(Data extracted from a collection)

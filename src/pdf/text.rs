use pdf_writer::{Content, Name, Str};

use crate::fonts::{RegisteredFonts, TextMeasure};
use crate::layout::{MM_PER_PT, PT_PER_MM, TextAlign, TextBlock};

/// Cap height as a share of the font size; used to centre text in its line.
const CAP_HEIGHT_RATIO: f32 = 0.7;

pub(super) fn set_fill(content: &mut Content, [r, g, b]: [u8; 3]) {
    content.set_fill_rgb(r as f32 / 255.0, g as f32 / 255.0, b as f32 / 255.0);
}

pub(super) fn set_stroke(content: &mut Content, [r, g, b]: [u8; 3]) {
    content.set_stroke_rgb(r as f32 / 255.0, g as f32 / 255.0, b as f32 / 255.0);
}

/// Draw a laid-out block. Lines are vertically centred inside the block's
/// rect (heading cells are taller than one line) and aligned horizontally
/// against the measured line width.
pub(super) fn render_text_block(
    content: &mut Content,
    block: &TextBlock,
    color: [u8; 3],
    fonts: &RegisteredFonts,
    measure: &dyn TextMeasure,
    page_height_mm: f32,
) {
    if block.lines.iter().all(|l| l.is_empty()) {
        return;
    }

    let entry = fonts.get(block.bold);
    let size_mm = block.size_pt * MM_PER_PT;
    let text_h = block.lines.len() as f32 * block.line_height_mm;
    let top = block.rect.y + ((block.rect.height - text_h) / 2.0).max(0.0);
    let baseline_in_line = (block.line_height_mm + size_mm * CAP_HEIGHT_RATIO) / 2.0;

    content.save_state();
    set_fill(content, color);
    for (i, line) in block.lines.iter().enumerate() {
        if line.is_empty() {
            continue;
        }
        let x_mm = match block.align {
            TextAlign::Left => block.rect.x,
            TextAlign::Center => {
                let w = measure.text_width_mm(line, block.size_pt, block.bold);
                block.rect.x + (block.rect.width - w) / 2.0
            }
        };
        let baseline_mm = top + i as f32 * block.line_height_mm + baseline_in_line;

        content.begin_text();
        content.set_font(Name(entry.pdf_name.as_bytes()), block.size_pt);
        content.next_line(x_mm * PT_PER_MM, (page_height_mm - baseline_mm) * PT_PER_MM);
        content.show(Str(&entry.encode(line)));
        content.end_text();
    }
    content.restore_state();
}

EXERCISE DETAILS:
Beginning with the very first line of the records above, please retype each line through the one that has "measured line width.", and add nothing.

THE ANSWER:
filename src/pdf/text.rs
use pdf_writer::{Content, Name, Str};

use crate::fonts::{RegisteredFonts, TextMeasure};
use crate::layout::{MM_PER_PT, PT_PER_MM, TextAlign, TextBlock};

/// Cap height as a share of the font size; used to centre text in its line.
const CAP_HEIGHT_RATIO: f32 = 0.7;

pub(super) fn set_fill(content: &mut Content, [r, g, b]: [u8; 3]) {
    content.set_fill_rgb(r as f32 / 255.0, g as f32 / 255.0, b as f32 / 255.0);
}

pub(super) fn set_stroke(content: &mut Content, [r, g, b]: [u8; 3]) {
    content.set_stroke_rgb(r as f32 / 255.0, g as f32 / 255.0, b as f32 / 255.0);
}

/// Draw a laid-out block. Lines are vertically centred inside the block's
/// rect (heading cells are taller than one line) and aligned horizontally
/// against the measured line width.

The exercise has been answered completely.